Most people think finding the right combination of medicine is the most important requirement to recover from depression. But it’s not. Nor is working with a therapist and employing cognitive behavioral strategies, although they both can be very helpful. Using mindfulness techniques, eating the right diet, getting regular sleep, and reaching out to a support network? They’re key, but aren’t first on the list.
What’s most important is hope—the belief that you will get better.
Hope alone has the power to keep us alive during those despairing moments and is more effective than anything else in propelling us forward in our recovery. All the things listed above can generate hope. However, I like to get creative and employ a number of other ways, as well, to build a sense of optimism. Here are a few of them.
Visit Places of Hope
Return to a place where you first breathed a sigh of relief that your tomorrow might not be as painful as your today. It may be some special woods or a secluded park bench by the water. Some people experience the seeds of hope in a church chapel or another sanctuary of sorts.
For me, it’s the Jesus statue in the domed Billings Administration Building on the campus of Johns Hopkins. In March of 2006, I walked by that statue on my way to a consultation with the Mood Disorder Center. I had been severely depressed for 18 months—after working with six doctors and trying over 20 different medication combinations.
I stood in front of the 10-foot “Christus Consolator” or “The Divine Healer” statue much like the hemorrhaging woman in the Gospels who was bleeding to death. She believed if she just touched the robe of Jesus that she would be healed. And she was. When I read the engraved words at the base of the statue — “Come to Me, all who are weary and burdened, and I will give you rest” (Matthew 11:28) — I burst into tears. Then I looked into the eyes of Jesus and said, “I believe. Please heal me.”
That moment clearly marked the beginning of my miracle, even if my healing wasn’t as immediate or complete as the hemorrhaging woman. Whenever I return to Hopkins for any reason, I visit the statue to thank Jesus and to, once again, access that feeling of hope.

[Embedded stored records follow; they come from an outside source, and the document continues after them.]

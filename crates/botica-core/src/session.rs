//! Chat session orchestration.
//!
//! One `ChatSession` is an explicit per-session context object: the thread
//! id, the append-only turn log, the export buffer and the idle clock all
//! live here and are passed to every handler. The orchestrator drives the
//! run state machine: a user turn streams events until the run completes,
//! and whenever the assistant pauses for tool calls the whole batch is
//! executed and submitted at once; the upstream protocol does not accept
//! partial submissions.

use chrono::{DateTime, Utc};
use futures_util::StreamExt;
use std::sync::Arc;
use std::time::Duration;
use uuid::Uuid;

use crate::assistant::{AssistantClient, RunEvent};
use crate::core_types::{ConversationTurn, ToolOutput};
use crate::errors::AssistantError;
use crate::export::LogExporter;
use crate::tools::ToolRegistry;

#[derive(Debug, Clone, Copy, PartialEq, Eq)]
pub enum SessionState {
    New,
    AwaitingInput,
    StreamingResponse,
    ToolRequired,
}

pub struct ChatSession {
    pub id: Uuid,
    pub thread_id: String,
    pub state: SessionState,
    /// Append-only; a failed turn never rolls back recorded turns.
    pub turns: Vec<ConversationTurn>,
    export_buffer: Vec<String>,
    pub last_active: DateTime<Utc>,
    pending_export: bool,
}

impl ChatSession {
    fn new(thread_id: String) -> Self {
        Self {
            id: Uuid::new_v4(),
            thread_id,
            state: SessionState::New,
            turns: Vec::new(),
            export_buffer: Vec::new(),
            last_active: Utc::now(),
            pending_export: false,
        }
    }

    fn record(&mut self, turn: ConversationTurn) {
        let role = match turn.role {
            crate::core_types::Role::User => "USER",
            crate::core_types::Role::Assistant => "ASSISTANT",
        };
        log::info!("[id:{}] {}: {}", self.id, role, turn.content);
        self.export_buffer.push(format!("[id:{}] {}: {}", self.id, role, turn.content));
        self.turns.push(turn);
    }

    #[cfg(test)]
    pub fn backdate_last_active(&mut self, by: chrono::Duration) {
        self.last_active -= by;
    }
}

pub struct Orchestrator {
    client: Arc<dyn AssistantClient>,
    tools: Arc<ToolRegistry>,
    exporter: Arc<dyn LogExporter>,
    idle_timeout: Duration,
}

impl Orchestrator {
    pub fn new(
        client: Arc<dyn AssistantClient>,
        tools: Arc<ToolRegistry>,
        exporter: Arc<dyn LogExporter>,
        idle_timeout: Duration,
    ) -> Self {
        Self {
            client,
            tools,
            exporter,
            idle_timeout,
        }
    }

    /// Opens a thread and returns the fresh session with the configured
    /// greeting recorded.
    pub async fn start_session(&self, greeting: &str) -> Result<ChatSession, AssistantError> {
        let thread_id = self.client.create_thread().await?;
        let mut session = ChatSession::new(thread_id);
        log::info!("[id:{}] ## Inicio de la conversación ##", session.id);
        session.record(ConversationTurn::assistant(greeting));
        session.state = SessionState::AwaitingInput;
        Ok(session)
    }

    /// Runs one user turn to completion. Text deltas are handed to
    /// `on_delta` as they arrive for progressive rendering; the returned
    /// string is the final assistant message.
    pub async fn user_turn(
        &self,
        session: &mut ChatSession,
        input: &str,
        mut on_delta: impl FnMut(&str),
    ) -> Result<String, AssistantError> {
        session.record(ConversationTurn::user(input));
        session.pending_export = true;

        self.client
            .add_user_message(&session.thread_id, input)
            .await?;

        session.state = SessionState::StreamingResponse;
        let mut stream = self.client.stream_run(&session.thread_id).await?;
        let mut streamed_text = String::new();

        loop {
            let Some(event) = stream.next().await else {
                // Stream ended without a terminal event; the run is over.
                break;
            };
            match event? {
                RunEvent::TextDelta(delta) => {
                    on_delta(&delta);
                    streamed_text.push_str(&delta);
                }
                RunEvent::RequiresAction { run_id, calls } => {
                    session.state = SessionState::ToolRequired;
                    log::info!(
                        "[id:{}] Run {} requires {} tool call(s)",
                        session.id,
                        run_id,
                        calls.len()
                    );
                    let mut outputs: Vec<ToolOutput> = Vec::with_capacity(calls.len());
                    for call in &calls {
                        outputs.push(self.tools.execute_call(call).await?);
                    }
                    stream = self
                        .client
                        .submit_tool_outputs(&session.thread_id, &run_id, outputs)
                        .await?;
                    session.state = SessionState::StreamingResponse;
                }
                RunEvent::Completed => break,
                RunEvent::Failed(reason) => {
                    session.state = SessionState::AwaitingInput;
                    return Err(AssistantError::AssistantApi(reason));
                }
            }
        }

        let response = match self.client.last_message(&session.thread_id).await {
            Ok(message) if !message.is_empty() => message,
            Ok(_) => streamed_text,
            Err(e) => {
                log::warn!("[id:{}] Could not retrieve final message: {}", session.id, e);
                streamed_text
            }
        };
        session.record(ConversationTurn::assistant(&response));
        session.last_active = Utc::now();
        session.state = SessionState::AwaitingInput;
        Ok(response)
    }

    /// Exports the accumulated transcript if the session has been idle for
    /// the configured timeout, then clears the export buffer. Best-effort: a
    /// failing exporter is logged and never affects the chat session.
    pub async fn maybe_export_log(&self, session: &mut ChatSession) {
        let idle = Utc::now().signed_duration_since(session.last_active);
        if idle.to_std().unwrap_or_default() < self.idle_timeout {
            return;
        }
        session.last_active = Utc::now();
        if !session.pending_export || session.export_buffer.is_empty() {
            return;
        }
        let subject = format!("Chat Q&A: {}", Utc::now().format("%Y-%m-%d"));
        let body = session.export_buffer.join("\n");
        if let Err(e) = self.exporter.export(&subject, &body).await {
            log::warn!("[id:{}] Log export failed: {}", session.id, e);
        }
        session.export_buffer.clear();
        session.pending_export = false;
    }
}

#[cfg(test)]
mod tests {
    use super::*;
    use crate::assistant::ScriptedAssistantClient;
    use crate::core_types::{Role, ToolCall};
    use crate::tools::{HowManyBrandsTool, WhichBrandsTool};
    use serde_json::json;
    use std::sync::Mutex;

    fn registry() -> Arc<ToolRegistry> {
        let mut registry = ToolRegistry::new();
        registry.register_tool(Arc::new(HowManyBrandsTool));
        registry.register_tool(Arc::new(WhichBrandsTool));
        Arc::new(registry)
    }

    fn call(id: &str, name: &str) -> ToolCall {
        ToolCall {
            id: id.to_string(),
            name: name.to_string(),
            arguments: json!({}),
        }
    }

    struct FailingExporter;

    #[async_trait::async_trait]
    impl LogExporter for FailingExporter {
        async fn export(&self, _subject: &str, _body: &str) -> Result<(), AssistantError> {
            Err(AssistantError::ExportError("smtp down".to_string()))
        }
    }

    struct RecordingExporter {
        bodies: Mutex<Vec<String>>,
    }

    #[async_trait::async_trait]
    impl LogExporter for RecordingExporter {
        async fn export(&self, _subject: &str, body: &str) -> Result<(), AssistantError> {
            self.bodies.lock().unwrap().push(body.to_string());
            Ok(())
        }
    }

    fn orchestrator(
        client: Arc<ScriptedAssistantClient>,
        exporter: Arc<dyn LogExporter>,
    ) -> Orchestrator {
        Orchestrator::new(client, registry(), exporter, Duration::from_secs(3600))
    }

    #[tokio::test]
    async fn test_plain_turn_streams_and_records() {
        let client = Arc::new(ScriptedAssistantClient::new(
            vec![vec![
                RunEvent::TextDelta("Hola, ".to_string()),
                RunEvent::TextDelta("¿qué tal?".to_string()),
                RunEvent::Completed,
            ]],
            "Hola, ¿qué tal?",
        ));
        let orchestrator = orchestrator(client.clone(), Arc::new(crate::export::NoopExporter));

        let mut session = orchestrator.start_session("Hola").await.unwrap();
        assert_eq!(session.state, SessionState::AwaitingInput);

        let mut deltas = Vec::new();
        let response = orchestrator
            .user_turn(&mut session, "buenas", |d| deltas.push(d.to_string()))
            .await
            .unwrap();

        assert_eq!(response, "Hola, ¿qué tal?");
        assert_eq!(deltas, vec!["Hola, ", "¿qué tal?"]);
        assert_eq!(session.state, SessionState::AwaitingInput);
        // Greeting + user + assistant, append-only.
        assert_eq!(session.turns.len(), 3);
        assert_eq!(session.turns[1].role, Role::User);
        assert_eq!(client.user_messages(), vec!["buenas"]);
    }

    #[tokio::test]
    async fn test_tool_batch_executed_and_submitted_once() {
        let client = Arc::new(ScriptedAssistantClient::new(
            vec![
                vec![RunEvent::RequiresAction {
                    run_id: "run_1".to_string(),
                    calls: vec![call("c1", "how_many_brands"), call("c2", "which_brands")],
                }],
                vec![
                    RunEvent::TextDelta("Hay 9 marcas.".to_string()),
                    RunEvent::Completed,
                ],
            ],
            "Hay 9 marcas.",
        ));
        let orchestrator = orchestrator(client.clone(), Arc::new(crate::export::NoopExporter));

        let mut session = orchestrator.start_session("Hola").await.unwrap();
        let response = orchestrator
            .user_turn(&mut session, "¿cuántas marcas hay?", |_| {})
            .await
            .unwrap();

        assert_eq!(response, "Hay 9 marcas.");
        let batches = client.submitted_batches();
        assert_eq!(batches.len(), 1, "all outputs must go in a single batch");
        assert_eq!(batches[0].len(), 2);
        assert_eq!(batches[0][0].tool_call_id, "c1");
        assert_eq!(batches[0][0].output, "Hay 9 marcas en total.");
        assert_eq!(batches[0][1].tool_call_id, "c2");
    }

    #[tokio::test]
    async fn test_failed_run_aborts_turn_but_keeps_log() {
        let client = Arc::new(ScriptedAssistantClient::new(
            vec![vec![RunEvent::Failed("rate limited".to_string())]],
            "",
        ));
        let orchestrator = orchestrator(client, Arc::new(crate::export::NoopExporter));

        let mut session = orchestrator.start_session("Hola").await.unwrap();
        let result = orchestrator.user_turn(&mut session, "hola", |_| {}).await;
        assert!(result.is_err());
        // The user turn stays recorded even though the run failed.
        assert_eq!(session.turns.len(), 2);
        assert_eq!(session.turns[1].content, "hola");
    }

    #[tokio::test]
    async fn test_unknown_tool_fails_turn() {
        let client = Arc::new(ScriptedAssistantClient::new(
            vec![vec![RunEvent::RequiresAction {
                run_id: "run_1".to_string(),
                calls: vec![call("c1", "delete_everything")],
            }]],
            "",
        ));
        let orchestrator = orchestrator(client.clone(), Arc::new(crate::export::NoopExporter));

        let mut session = orchestrator.start_session("Hola").await.unwrap();
        assert!(orchestrator.user_turn(&mut session, "hola", |_| {}).await.is_err());
        assert!(client.submitted_batches().is_empty());
    }

    #[tokio::test]
    async fn test_idle_export_clears_buffer() {
        let client = Arc::new(ScriptedAssistantClient::new(
            vec![vec![RunEvent::TextDelta("ok".to_string()), RunEvent::Completed]],
            "ok",
        ));
        let exporter = Arc::new(RecordingExporter {
            bodies: Mutex::new(Vec::new()),
        });
        let orchestrator = Orchestrator::new(
            client,
            registry(),
            exporter.clone(),
            Duration::from_secs(3600),
        );

        let mut session = orchestrator.start_session("Hola").await.unwrap();
        orchestrator.user_turn(&mut session, "consulta", |_| {}).await.unwrap();

        // Not idle yet: nothing exported.
        orchestrator.maybe_export_log(&mut session).await;
        assert!(exporter.bodies.lock().unwrap().is_empty());

        session.backdate_last_active(chrono::Duration::hours(2));
        orchestrator.maybe_export_log(&mut session).await;
        let bodies = exporter.bodies.lock().unwrap();
        assert_eq!(bodies.len(), 1);
        assert!(bodies[0].contains("USER: consulta"));

        // A second idle check without new activity exports nothing.
        drop(bodies);
        session.backdate_last_active(chrono::Duration::hours(2));
        orchestrator.maybe_export_log(&mut session).await;
        assert_eq!(exporter.bodies.lock().unwrap().len(), 1);
    }

    #[tokio::test]
    async fn test_export_failure_does_not_affect_session() {
        let client = Arc::new(ScriptedAssistantClient::new(
            vec![
                vec![RunEvent::TextDelta("ok".to_string()), RunEvent::Completed],
                vec![RunEvent::TextDelta("sigo".to_string()), RunEvent::Completed],
            ],
            "ok",
        ));
        let orchestrator = orchestrator(client, Arc::new(FailingExporter));

        let mut session = orchestrator.start_session("Hola").await.unwrap();
        orchestrator.user_turn(&mut session, "consulta", |_| {}).await.unwrap();
        session.backdate_last_active(chrono::Duration::hours(2));
        orchestrator.maybe_export_log(&mut session).await;

        // The session keeps working after the failed export.
        let response = orchestrator.user_turn(&mut session, "otra", |_| {}).await.unwrap();
        assert_eq!(response, "ok");
    }
}
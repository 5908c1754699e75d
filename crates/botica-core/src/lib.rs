//! Core library for the Botica retail assistant.
//!
//! This crate contains everything behind the chat surface: the normalization
//! pipeline that turns nine structurally distinct brand spreadsheets into
//! canonical product records, the corpus and vector-index builders, the
//! inventory synchronization against the hosted stock sheet, the tool layer
//! the assistant calls mid-conversation, and the per-session orchestration
//! of the hosted assistant's run protocol.
//!
//! # Architecture Overview
//!
//! - **Normalization**: bullet stripping, unit squashing, keyword
//!   deduplication and sentence composition shared by every brand adapter
//! - **Brand catalog**: declarative per-brand schema table mapping raw
//!   worksheets onto {Producto, Código, Descripción} records
//! - **Corpus & index**: per-brand text files embedded into a wholesale
//!   rebuilt vector index with {brand, EAN} metadata
//! - **Inventory**: snapshot pull with zero-stock filtering, and the
//!   bounded-retry price write-back
//! - **Tools**: registry of the named functions the assistant may invoke
//! - **Session**: per-session context object and the run event loop, with
//!   batched tool-output submission and idle log export

pub mod assistant;
pub mod catalog;
pub mod config;
pub mod core_types;
pub mod corpus;
pub mod errors;
pub mod export;
pub mod inventory;
pub mod normalize;
pub mod rag;
pub mod session;
pub mod sheets;
pub mod tools;

pub use assistant::{AssistantClient, HttpAssistantClient, RunEvent};
pub use config::BoticaConfig;
pub use errors::AssistantError;
pub use rag::Retriever;
pub use session::{ChatSession, Orchestrator, SessionState};
pub use tools::ToolRegistry;
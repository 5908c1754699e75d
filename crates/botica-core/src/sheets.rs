//! Spreadsheet API seam for the inventory sync.
//!
//! The stock master lives in a hosted spreadsheet. The sync only needs two
//! operations (read the whole range, write the whole range back), so the
//! seam stays narrow and the HTTP client, authentication included, can be
//! swapped for a mock in tests.

use async_trait::async_trait;
use reqwest::Client;
use serde::Deserialize;
use serde_json::json;
use std::time::Duration;

use crate::config::InventoryConfig;
use crate::errors::AssistantError;

#[async_trait]
pub trait SheetsClient: Send + Sync {
    /// Fetches all rows of the configured range, header row included.
    async fn fetch(&self) -> Result<Vec<Vec<String>>, AssistantError>;

    /// Overwrites the configured range with the given rows.
    async fn update(&self, rows: &[Vec<String>]) -> Result<(), AssistantError>;
}

/// Google Sheets v4 values API client with bearer-token auth.
pub struct HttpSheetsClient {
    client: Client,
    api_base: String,
    spreadsheet_id: String,
    range: String,
    token: String,
}

#[derive(Deserialize)]
struct ValuesResponse {
    #[serde(default)]
    values: Vec<Vec<String>>,
}

impl HttpSheetsClient {
    pub fn new(config: &InventoryConfig) -> Result<Self, AssistantError> {
        let token = config.api_token.clone().ok_or_else(|| {
            AssistantError::ConfigError("missing spreadsheet API token".to_string())
        })?;
        if config.spreadsheet_id.is_empty() {
            return Err(AssistantError::ConfigError(
                "missing spreadsheet id".to_string(),
            ));
        }
        let client = Client::builder()
            .timeout(Duration::from_secs(30))
            .build()?;
        Ok(Self {
            client,
            api_base: "https://sheets.googleapis.com/v4/spreadsheets".to_string(),
            spreadsheet_id: config.spreadsheet_id.clone(),
            range: config.range.clone(),
            token,
        })
    }

    pub fn with_api_base(mut self, api_base: String) -> Self {
        self.api_base = api_base.trim_end_matches('/').to_string();
        self
    }
}

#[async_trait]
impl SheetsClient for HttpSheetsClient {
    async fn fetch(&self) -> Result<Vec<Vec<String>>, AssistantError> {
        let url = format!(
            "{}/{}/values/{}",
            self.api_base, self.spreadsheet_id, self.range
        );
        log::debug!("Fetching spreadsheet range {}", self.range);
        let response = self
            .client
            .get(&url)
            .bearer_auth(&self.token)
            .send()
            .await
            .map_err(|e| AssistantError::SheetError(e.to_string()))?;
        if !response.status().is_success() {
            let status = response.status();
            let text = response.text().await.unwrap_or_default();
            return Err(AssistantError::SheetError(format!(
                "values.get failed with status {}: {}",
                status, text
            )));
        }
        let parsed: ValuesResponse = response
            .json()
            .await
            .map_err(|e| AssistantError::SheetError(e.to_string()))?;
        Ok(parsed.values)
    }

    async fn update(&self, rows: &[Vec<String>]) -> Result<(), AssistantError> {
        let url = format!(
            "{}/{}/values/{}?valueInputOption=RAW",
            self.api_base, self.spreadsheet_id, self.range
        );
        let body = json!({ "values": rows });
        log::debug!("Updating spreadsheet range {} ({} rows)", self.range, rows.len());
        let response = self
            .client
            .put(&url)
            .bearer_auth(&self.token)
            .json(&body)
            .send()
            .await
            .map_err(|e| AssistantError::SheetError(e.to_string()))?;
        if !response.status().is_success() {
            let status = response.status();
            let text = response.text().await.unwrap_or_default();
            return Err(AssistantError::SheetError(format!(
                "values.update failed with status {}: {}",
                status, text
            )));
        }
        Ok(())
    }
}

/// In-memory client for tests: serves fixed rows and can fail a configured
/// number of update calls before succeeding.
pub struct MockSheetsClient {
    rows: Vec<Vec<String>>,
    update_failures: std::sync::Mutex<u32>,
    updates: std::sync::Mutex<Vec<Vec<Vec<String>>>>,
}

impl MockSheetsClient {
    pub fn new(rows: Vec<Vec<String>>) -> Self {
        Self {
            rows,
            update_failures: std::sync::Mutex::new(0),
            updates: std::sync::Mutex::new(Vec::new()),
        }
    }

    /// The next `n` update calls will fail with a transient error.
    pub fn fail_updates(self, n: u32) -> Self {
        *self.update_failures.lock().unwrap() = n;
        self
    }

    /// Rows submitted through successful update calls.
    pub fn submitted_updates(&self) -> Vec<Vec<Vec<String>>> {
        self.updates.lock().unwrap().clone()
    }
}

#[async_trait]
impl SheetsClient for MockSheetsClient {
    async fn fetch(&self) -> Result<Vec<Vec<String>>, AssistantError> {
        Ok(self.rows.clone())
    }

    async fn update(&self, rows: &[Vec<String>]) -> Result<(), AssistantError> {
        let mut failures = self.update_failures.lock().unwrap();
        if *failures > 0 {
            *failures -= 1;
            return Err(AssistantError::SheetError(
                "simulated transient failure".to_string(),
            ));
        }
        self.updates.lock().unwrap().push(rows.to_vec());
        Ok(())
    }
}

Re-Experience Happy Memories
Our bodies remember everything: smells, tastes, sounds, touch. Some research says the memories reside somewhere in our cells, where we can recall it. This cellular storage explains why trauma is so difficult to recover from, but it also means that we can tap into our happy memories in order to generate feelings of optimism and hope.
Some of my best memories as a young girl were swimming with my friends and then riding our bikes to the ice-cream shop. I would always order mint-chocolate chip on a sugar cone covered in chocolate sprinkles. I purposely try to recreate that memory today by swimming with friends and walking downtown to enjoy my childhood treat.
My attempts at jogging my memory are not totally unlike what some scientists from the University of California, Los Angeles did to some marine snails. They administered serotonin to the snails’ neurons, which created more synapses and better long-term memory. Recreating happy memories by using all of our senses essentially does the same thing — aids memory and allows you to see beyond the limited perspective of depression.
Make a List of Triumphs
I love the quote by an anonymous writer that says, “Note to self: every time you were convinced you couldn’t go on, you did.” Even better, make a list of all those times when you persevered through hopelessness and despair and made it through to the other side.
I have experienced three severe depressive episodes in my life. Each time the ground beneath me disappeared, I was certain that I would never ever return to my former self. But I did. And even stronger. Whenever my mood starts to slide and I fret about returning to the abyss, I remind myself of that, as well as things that I am most proud of: giving birth to two beautiful babies, debating religion with Bill Maher on national television, delivering a commencement address, and starting two online depression communities.
Visualize a Serene You
In the spring of 2006, I sat on my daughter’s bed and read aloud to her Wayne Dyer’s book, Incredible You! 10 Ways to Let Your Greatness Shine Through. It was only a month after I had been hospitalized for suicidal depression, so I was still sitting on the sidelines of life, afraid to participate. Number eight said, “Pretend you are what you’d like to be. Make a picture in your mind so you can see … that what you want can come true. If you believe in your heart, it will come to you.”
I closed my eyes and envisioned me in a pink dress, holding a rose by the water. I was calm and serene. My bipolar disorder and depression were still there, but I was completely detached from their symptoms, able to rise above the fluctuations of mood. The woman I envisioned was brave, confident, and resilient.
Creative visualizations are a powerful way of reprogramming our thoughts and accessing hope. We learn through pictures. In fact, 65 percent of people are visual learners according to the Social Science Research Network, as compared to auditory or other learning styles. Abigail Brenner, M.D. writes in her Psychology Today blog that this old technique is a great way “to use your imagination to help you create whatever you want to happen in your life.”
Work Your Recovery, Build Hope
Continue to work with your doctor on finding the right medication combination, do your cognitive behavioral exercises, and incorporate all the other key ingredients — like adequate sleep and good diet — into your recovery. But get creative in building your hope supply.
Because it’s the one thing you can’t live without.